I need to get away from here as quickly as possible before my chest bursts. It's so hot in this room, even though it's almost November. Someone should’ve opened a window. I glance around and see Jeremy's slumping against his chair in the back as he normally does, but now he's looking directly at me. His brows are furrowed, and I panic even more because it looks like he knows what's going on. Maybe it's really obvious something's wrong.
I ask Miss Chase if I can go out.
"Of course, dear," she smiles, not a trace of suspicion in her voice. I try to stop myself from rushing out, but once I close the door from the outside I quicken my pace as much as possible. I feel like the restrooms are miles away and I'll never reach them. I do. Eventually.
Once I'm finally there I find the girl's WC is empty and quiet. I check just in case. Okay.
I look at myself in the mirror. It feels like my face is crooked or contorted in some weird places.

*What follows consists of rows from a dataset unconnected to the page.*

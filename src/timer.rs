use std::collections::VecDeque;
use std::time::{Duration, Instant};

use anyhow::{bail, Result};

/// Rolling average over the last `capacity` tic/tac intervals.
///
/// The buffer always holds exactly `capacity` slots. Slots stay empty until
/// enough samples arrived, and the average only counts the populated ones.
#[derive(Debug)]
pub struct RollingTimer {
    tic: Option<Instant>,
    samples: VecDeque<Option<Duration>>,
}

impl RollingTimer {
    pub fn new(capacity: usize) -> Self {
        Self {
            tic: None,
            samples: std::iter::repeat(None).take(capacity).collect(),
        }
    }

    pub fn tic(&mut self) {
        self.tic = Some(Instant::now());
    }

    /// Close the interval opened by `tic` and return the updated average.
    pub fn tac(&mut self) -> Result<Duration> {
        let Some(tic) = self.tic.take() else {
            bail!("tac called without a matching tic");
        };
        Ok(self.record(tic.elapsed()))
    }

    /// Push a sample, evicting the oldest one. Returns the new average.
    pub fn record(&mut self, sample: Duration) -> Duration {
        if self.samples.is_empty() {
            return Duration::ZERO;
        }
        self.samples.pop_front();
        self.samples.push_back(Some(sample));
        self.average().unwrap_or_default()
    }

    pub fn average(&self) -> Option<Duration> {
        let (sum, count) = self
            .samples
            .iter()
            .flatten()
            .fold((Duration::ZERO, 0u32), |(sum, count), d| (sum + *d, count + 1));
        if count == 0 {
            return None;
        }
        Some(sum / count)
    }

    /// Samples per second implied by the average
    pub fn rate(&self) -> Option<f64> {
        let average = self.average()?.as_secs_f64();
        if average > 0. {
            Some(1. / average)
        } else {
            None
        }
    }

    /// Number of populated slots
    pub fn len(&self) -> usize {
        self.samples.iter().flatten().count()
    }

    pub fn is_empty(&self) -> bool {
        self.len() == 0
    }

    pub fn capacity(&self) -> usize {
        self.samples.len()
    }
}

#[cfg(test)]
mod tests {
    use super::*;
    use rand::{Rng, SeedableRng};
    use rand_xoshiro::Xoshiro256PlusPlus;

    fn ms(v: u64) -> Duration {
        Duration::from_millis(v)
    }

    #[test]
    fn test_average_warm_up() {
        let mut timer = RollingTimer::new(30);
        assert_eq!(timer.average(), None);
        assert_eq!(timer.rate(), None);

        assert_eq!(timer.record(ms(10)), ms(10));
        assert_eq!(timer.record(ms(20)), ms(15));
        assert_eq!(timer.record(ms(60)), ms(30));
        assert_eq!(timer.len(), 3);
        assert_eq!(timer.capacity(), 30);
    }

    #[test]
    fn test_average_matches_mean_of_fed_samples() {
        let mut rng = Xoshiro256PlusPlus::seed_from_u64(0);
        let capacity = 30;
        let mut timer = RollingTimer::new(capacity);
        let mut fed = vec![];
        for _ in 0..capacity {
            let sample = Duration::from_micros(rng.gen_range(100..50_000));
            fed.push(sample);
            timer.record(sample);
            let mean = fed.iter().sum::<Duration>() / fed.len() as u32;
            assert_eq!(timer.average(), Some(mean));
        }
    }

    #[test]
    fn test_oldest_sample_evicted() {
        let mut timer = RollingTimer::new(3);
        timer.record(ms(100));
        timer.record(ms(1));
        timer.record(ms(2));
        assert_eq!(timer.average(), Some(ms(103) / 3));
        timer.record(ms(3));
        assert_eq!(timer.average(), Some(ms(2)));
        assert_eq!(timer.len(), 3);
        assert_eq!(timer.capacity(), 3);
    }

    #[test]
    fn test_window_keeps_last_samples() {
        let mut rng = Xoshiro256PlusPlus::seed_from_u64(42);
        let capacity = 8;
        let mut timer = RollingTimer::new(capacity);
        let fed: Vec<Duration> = (0..capacity * 3 + 1)
            .map(|_| Duration::from_micros(rng.gen_range(1..10_000)))
            .collect();
        for sample in &fed {
            timer.record(*sample);
        }
        let tail = &fed[fed.len() - capacity..];
        let mean = tail.iter().sum::<Duration>() / capacity as u32;
        assert_eq!(timer.average(), Some(mean));
    }

    #[test]
    fn test_tic_tac() {
        let mut timer = RollingTimer::new(2);
        assert!(timer.tac().is_err());
        assert!(timer.is_empty());

        timer.tic();
        std::thread::sleep(ms(2));
        let average = timer.tac().unwrap();
        assert!(average >= ms(2));
        assert_eq!(timer.len(), 1);

        // the tic is consumed by the first tac
        assert!(timer.tac().is_err());
        assert_eq!(timer.len(), 1);
    }

    #[test]
    fn test_rate() {
        let mut timer = RollingTimer::new(4);
        timer.record(ms(20));
        timer.record(ms(30));
        let rate = timer.rate().unwrap();
        assert!((rate - 40.).abs() < 1e-9);

        let mut zero = RollingTimer::new(1);
        zero.record(Duration::ZERO);
        assert_eq!(zero.rate(), None);
    }

    #[test]
    fn test_zero_capacity() {
        let mut timer = RollingTimer::new(0);
        assert_eq!(timer.record(ms(5)), Duration::ZERO);
        assert_eq!(timer.average(), None);
        assert_eq!(timer.capacity(), 0);
    }
}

But there's nothing on the outside, besides I'm slightly paler than normal; but really, that's all.
I splash my face and chest with cold water.
Repeat.
Again.
After I've poured some more of it, I'm almost breathless. My teeth are chattering, but I feel better now.
It helps somehow, I have no clue why. The water's running and I keep my hands under the stream. I splash some more of it and now my whole front is wet, my hair sticking to my neck and forehead. Luckily, I rarely wear white shirts, cause that would be troublesome. Whatever is was and keeps happening to me out of the blue occasionally, has passed and I'm so relieved I relax against the cold restroom tiles. I try to keep breathing deeper, not caring the least how dirty I'm leaning is. Someone has scribbled "This is the strangest life I've ever known" on one of the stalls' doors. I smile at how relatable that is, and not just now.
It's just that having an anxiety disorder definitely puts you in the strangest of situations at the worst of times.
I stay like that for a few more moments before I decide it's time to go back. I gather myself and leave. And that's when the shaking starts. I thought I might skip that part. More like hoping I would.
It's so bad this time I feel I'll chip a tooth. I clench my jaws really, really tight and realize belatedly- I can't go back to class.
Without much thinking I decide I will just go out, there isn't much time left before the class is over anyway. There's a small balcony on the rooftop, which should be empty, as guys who skip classes normally gather in the backyard.
Once I'm up there, I hug myself against the cold and lean my elbows on the rail. The sky's so gray and darker clouds gathering in the distance. It doesn't smell like rain yet but it's starting to get windy and I can tell a storm's coming. The scary feeling of inevitable doom is gone now, the shaking now's only because it's a bit chilly. It's the nicest feeling.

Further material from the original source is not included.